START GIVEN DATA
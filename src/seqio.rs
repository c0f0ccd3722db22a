//! Sequence I/O Module
//!
//! FASTA reading for reference protein sets, plain or gzip-compressed.
//!
//! # Examples
//! ```no_run
//! use simpairs::seqio::FastaReader;
//!
//! let mut reader = FastaReader::open("proteins.faa.gz").unwrap();
//! while let Some(record) = reader.read_next().unwrap() {
//!     println!("{}: {} aa", record.name, record.seq.len());
//! }
//! ```

use anyhow::{Context, Result};
use flate2::read::MultiGzDecoder;
use std::fs::File;
use std::io::{BufRead, BufReader};
use std::path::Path;

/// A FASTA record containing sequence name and residues.
#[derive(Debug, Clone, PartialEq)]
pub struct FastaRecord {
    /// Sequence identifier (text after '>' up to first whitespace).
    pub name: String,
    /// Sequence, concatenated from all sequence lines.
    pub seq: String,
}

/// Sequential reader for FASTA data.
///
/// Lines before the first header are ignored. Multi-line sequences are joined
/// and trailing whitespace is stripped from each line.
pub struct FastaReader<R: BufRead> {
    reader: R,
    line_buf: String,
    current_name: Option<String>,
}

impl FastaReader<Box<dyn BufRead>> {
    /// Opens a FASTA file, decompressing it if the name ends in `.gz`.
    pub fn open<P: AsRef<Path>>(path: P) -> Result<Self> {
        let path = path.as_ref();
        let file = File::open(path)
            .with_context(|| format!("Failed to open FASTA: {}", path.display()))?;
        let ext = path.extension().and_then(|e| e.to_str()).unwrap_or("");

        let reader: Box<dyn BufRead> = if ext == "gz" {
            Box::new(BufReader::with_capacity(1024 * 1024, MultiGzDecoder::new(file)))
        } else {
            Box::new(BufReader::with_capacity(1024 * 1024, file))
        };
        FastaReader::new(reader)
    }
}

impl<R: BufRead> FastaReader<R> {
    /// Wraps a buffered reader and advances to the first header line.
    pub fn new(reader: R) -> Result<Self> {
        let mut fasta = Self {
            reader,
            line_buf: String::with_capacity(256),
            current_name: None,
        };

        loop {
            fasta.line_buf.clear();
            if fasta.reader.read_line(&mut fasta.line_buf)? == 0 {
                break;
            }
            if let Some(header) = fasta.line_buf.strip_prefix('>') {
                fasta.current_name = Some(header_name(header));
                break;
            }
        }

        Ok(fasta)
    }

    /// Reads the next FASTA record.
    ///
    /// # Returns
    /// - `Ok(Some(record))` - Successfully read a record
    /// - `Ok(None)` - End of input reached
    /// - `Err(e)` - I/O error occurred
    pub fn read_next(&mut self) -> Result<Option<FastaRecord>> {
        let name = match self.current_name.take() {
            Some(n) => n,
            None => return Ok(None),
        };

        let mut seq = String::with_capacity(1024);

        loop {
            self.line_buf.clear();
            if self.reader.read_line(&mut self.line_buf)? == 0 {
                break;
            }

            if let Some(header) = self.line_buf.strip_prefix('>') {
                self.current_name = Some(header_name(header));
                break;
            }
            seq.push_str(self.line_buf.trim());
        }

        Ok(Some(FastaRecord { name, seq }))
    }
}

impl<R: BufRead> Iterator for FastaReader<R> {
    type Item = Result<FastaRecord>;

    fn next(&mut self) -> Option<Self::Item> {
        match self.read_next() {
            Ok(Some(record)) => Some(Ok(record)),
            Ok(None) => None,
            Err(e) => Some(Err(e)),
        }
    }
}

fn header_name(header: &str) -> String {
    header.split_whitespace().next().unwrap_or("").to_string()
}

#[cfg(test)]
mod tests {
    use super::*;
    use std::io::Cursor;

    #[test]
    fn test_multiline_records() {
        let text = ">sp|geneA|P1 some protein\nMKV\nLLA\n>sp|geneB|P2\nMA\n";
        let records: Vec<FastaRecord> = FastaReader::new(Cursor::new(text))
            .unwrap()
            .collect::<Result<_>>()
            .unwrap();

        assert_eq!(records.len(), 2);
        assert_eq!(records[0].name, "sp|geneA|P1");
        assert_eq!(records[0].seq, "MKVLLA");
        assert_eq!(records[1].name, "sp|geneB|P2");
        assert_eq!(records[1].seq, "MA");
    }

    #[test]
    fn test_leading_junk_and_empty_input() {
        let text = "# comment\n\n>x\nAC\r\nGT\n";
        let mut reader = FastaReader::new(Cursor::new(text)).unwrap();
        let rec = reader.read_next().unwrap().unwrap();
        assert_eq!(rec.seq, "ACGT");
        assert!(reader.read_next().unwrap().is_none());

        let mut empty = FastaReader::new(Cursor::new("")).unwrap();
        assert!(empty.read_next().unwrap().is_none());
    }

    #[test]
    fn test_open_gzip() {
        use flate2::write::GzEncoder;
        use flate2::Compression;
        use std::io::Write;

        let dir = tempfile::tempdir().unwrap();
        let path = dir.path().join("prot.faa.gz");
        let mut enc = GzEncoder::new(File::create(&path).unwrap(), Compression::default());
        enc.write_all(b">db|geneZ|1\nMKKK\n").unwrap();
        enc.finish().unwrap();

        let mut reader = FastaReader::open(&path).unwrap();
        let rec = reader.read_next().unwrap().unwrap();
        assert_eq!(rec.name, "db|geneZ|1");
        assert_eq!(rec.seq.len(), 4);
    }
}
END GIVEN DATA
**TASK DESCRIPTION:**
All the data above should be restated in full, exactly.

**EXERCISE RESPONSE:**
filename src/seqio.rs
repository c0f0ccd3722db22a
//! Sequence I/O Module
//!
//! FASTA reading for reference protein sets, plain or gzip-compressed.
//!
//! # Examples
//! ```no_run
//! use simpairs::seqio::FastaReader;
//!
//! let mut reader = FastaReader::open("proteins.faa.gz").unwrap();
//! while let Some(record) = reader.read_next().unwrap() {
//!     println!("{}: {} aa", record.name, record.seq.len());
//! }
//! ```

use anyhow::{Context, Result};
use flate2::read::MultiGzDecoder;
use std::fs::File;
use std::io::{BufRead, BufReader};
use std::path::Path;

/// A FASTA record containing sequence name and residues.
#[derive(Debug, Clone, PartialEq)]
pub struct FastaRecord {
    /// Sequence identifier (text after '>' up to first whitespace).
    pub name: String,
    /// Sequence, concatenated from all sequence lines.
    pub seq: String,
}

/// Sequential reader for FASTA data.
///
/// Lines before the first header are ignored. Multi-line sequences are joined
/// and trailing whitespace is stripped from each line.
pub struct FastaReader<R: BufRead> {
    reader: R,
    line_buf: String,
    current_name: Option<String>,
}

impl FastaReader<Box<dyn BufRead>> {
    /// Opens a FASTA file, decompressing it if the name ends in `.gz`.
    pub fn open<P: AsRef<Path>>(path: P) -> Result<Self> {
        let path = path.as_ref();
        let file = File::open(path)
            .with_context(|| format!("Failed to open FASTA: {}", path.display()))?;
        let ext = path.extension().and_then(|e| e.to_str()).unwrap_or("");

        let reader: Box<dyn BufRead> = if ext == "gz" {
            Box::new(BufReader::with_capacity(1024 * 1024, MultiGzDecoder::new(file)))
        } else {
            Box::new(BufReader::with_capacity(1024 * 1024, file))
        };
        FastaReader::new(reader)
    }
}

impl<R: BufRead> FastaReader<R> {
    /// Wraps a buffered reader and advances to the first header line.
    pub fn new(reader: R) -> Result<Self> {
        let mut fasta = Self {
            reader,
            line_buf: String::with_capacity(256),
            current_name: None,
        };

        loop {
            fasta.line_buf.clear();
            if fasta.reader.read_line(&mut fasta.line_buf)? == 0 {
                break;
            }
            if let Some(header) = fasta.line_buf.strip_prefix('>') {
                fasta.current_name = Some(header_name(header));
                break;
            }
        }

        Ok(fasta)
    }

    /// Reads the next FASTA record.
    ///
    /// # Returns
    /// - `Ok(Some(record))` - Successfully read a record
    /// - `Ok(None)` - End of input reached
    /// - `Err(e)` - I/O error occurred
    pub fn read_next(&mut self) -> Result<Option<FastaRecord>> {
        let name = match self.current_name.take() {
            Some(n) => n,
            None => return Ok(None),
        };

        let mut seq = String::with_capacity(1024);

        loop {
            self.line_buf.clear();
            if self.reader.read_line(&mut self.line_buf)? == 0 {
                break;
            }

            if let Some(header) = self.line_buf.strip_prefix('>') {
                self.current_name = Some(header_name(header));
                break;
            }
            seq.push_str(self.line_buf.trim());
        }

        Ok(Some(FastaRecord { name, seq }))
    }
}

impl<R: BufRead> Iterator for FastaReader<R> {
    type Item = Result<FastaRecord>;

    fn next(&mut self) -> Option<Self::Item> {
        match self.read_next() {
            Ok(Some(record)) => Some(Ok(record)),
            Ok(None) => None,
            Err(e) => Some(Err(e)),
        }
    }
}

fn header_name(header: &str) -> String {
    header.split_whitespace().next().unwrap_or("").to_string()
}

#[cfg(test)]
mod tests {
    use super::*;
    use std::io::Cursor;

    #[test]
    fn test_multiline_records() {
        let text = ">sp|geneA|P1 some protein\nMKV\nLLA\n>sp|geneB|P2\nMA\n";
        let records: Vec<FastaRecord> = FastaReader::new(Cursor::new(text))
            .unwrap()
            .collect::<Result<_>>()
            .unwrap();

        assert_eq!(records.len(), 2);
        assert_eq!(records[0].name, "sp|geneA|P1");
        assert_eq!(records[0].seq, "MKVLLA");
        assert_eq!(records[1].name, "sp|geneB|P2");
        assert_eq!(records[1].seq, "MA");
    }

    #[test]
    fn test_leading_junk_and_empty_input() {
        let text = "# comment\n\n>x\nAC\r\nGT\n";
        let mut reader = FastaReader::new(Cursor::new(text)).unwrap();
        let rec = reader.read_next().unwrap().unwrap();
        assert_eq!(rec.seq, "ACGT");
        assert!(reader.read_next().unwrap().is_none());

        let mut empty = FastaReader::new(Cursor::new("")).unwrap();
        assert!(empty.read_next().unwrap().is_none());
    }

    #[test]
    fn test_open_gzip() {
        use flate2::write::GzEncoder;
        use flate2::Compression;
        use std::io::Write;

        let dir = tempfile::tempdir().unwrap();
        let path = dir.path().join("prot.faa.gz");
        let mut enc = GzEncoder::new(File::create(&path).unwrap(), Compression::default());
        enc.write_all(b">db|geneZ|1\nMKKK\n").unwrap();
        enc.finish().unwrap();

        let mut reader = FastaReader::open(&path).unwrap();
        let rec = reader.read_next().unwrap().unwrap();
        assert_eq!(rec.name, "db|geneZ|1");
        assert_eq!(rec.seq.len(), 4);
    }
}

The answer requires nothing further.